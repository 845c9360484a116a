//! Bearer-token authentication extractor for the Catalog Server.
//!
//! A typed `FromRequestParts` extractor that requires the caller to have already adopted a view
//! (its `view` claim resolves to a real `ViewDef`), so route handlers that need policy context
//! never have to re-derive it from raw claims.

use axum::extract::{FromRef, FromRequestParts};
use axum::http::request::Parts;
use tansive_catalog::ViewRepository;
use tansive_core::{TenantId, ViewId};
use tansive_policy::ViewDef;
use tansive_tokens::TokenService;

use crate::error::ApiError;
use crate::state::AppState;

/// The authenticated caller's tenant and currently adopted view.
#[derive(Debug, Clone)]
pub struct AuthContext {
    pub tenant_id: TenantId,
    pub view_id: ViewId,
    pub view_label: String,
    pub view: ViewDef,
}

pub struct AuthExtractor(pub AuthContext);

impl<S> FromRequestParts<S> for AuthExtractor
where
    S: Send + Sync,
    AppState: FromRef<S>,
{
    type Rejection = ApiError;

    async fn from_request_parts(parts: &mut Parts, state: &S) -> Result<Self, Self::Rejection> {
        let app_state = AppState::from_ref(state);
        let header = parts
            .headers
            .get(axum::http::header::AUTHORIZATION)
            .and_then(|h| h.to_str().ok())
            .ok_or_else(|| ApiError::unauthorized("missing Authorization header"))?;
        let token = header
            .strip_prefix("Bearer ")
            .ok_or_else(|| ApiError::unauthorized("Authorization header must use the Bearer scheme"))?;

        let claims = if app_state.config.single_user_mode
            && app_state.config.test_token.as_deref().is_some_and(|t| t == token)
        {
            // A distinct credential: stands in for a bare,
            // just-minted identity token. Never accepted outside single-user mode, and carries no
            // `view` claim of its own, so it still has to go through view adoption like any other
            // freshly issued token.
            tansive_tokens::ValidatedClaims {
                tenant_id: app_state.tenant_id,
                jti: "test-token".to_string(),
                issued_at: 0,
                expires_at: i64::MAX,
                claims: tansive_core::ClaimMap::new(),
            }
        } else {
            app_state.tokens.validate(app_state.tenant_id, token).await?
        };

        let view_claim = claims
            .claims
            .get("view")
            .ok_or_else(|| ApiError::unauthorized("token carries no adopted view; call an adoption endpoint first"))?;
        let view_id: ViewId = view_claim
            .get("id")
            .and_then(|v| v.as_str())
            .and_then(|s| s.parse().ok())
            .ok_or_else(|| ApiError::unauthorized("token's view claim is malformed"))?;
        let view_label = view_claim.get("label").and_then(|v| v.as_str()).unwrap_or_default().to_string();

        let view = app_state
            .store
            .get_view_by_id(view_id)
            .await
            .map_err(|_| ApiError::unauthorized("adopted view no longer exists"))?;

        Ok(AuthExtractor(AuthContext {
            tenant_id: app_state.tenant_id,
            view_id,
            view_label,
            view: view.def,
        }))
    }
}

/// Mint a bare (unscoped) identity token for `POST /auth/login`, single-user mode only.
pub async fn login(tokens: &TokenService, tenant_id: TenantId) -> Result<tansive_tokens::MintedToken, ApiError> {
    Ok(tokens.mint(tenant_id, tansive_core::ClaimMap::new()).await?)
}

* **What is expected**
Begin at the first line of the material and transcribe each line exactly. End with the line containing "use crate::state::AppState;", and give nothing else.

* **Response area**
repository 845c9360484a116a
//! Bearer-token authentication extractor for the Catalog Server.
//!
//! A typed `FromRequestParts` extractor that requires the caller to have already adopted a view
//! (its `view` claim resolves to a real `ViewDef`), so route handlers that need policy context
//! never have to re-derive it from raw claims.

use axum::extract::{FromRef, FromRequestParts};
use axum::http::request::Parts;
use tansive_catalog::ViewRepository;
use tansive_core::{TenantId, ViewId};
use tansive_policy::ViewDef;
use tansive_tokens::TokenService;

use crate::error::ApiError;
use crate::state::AppState;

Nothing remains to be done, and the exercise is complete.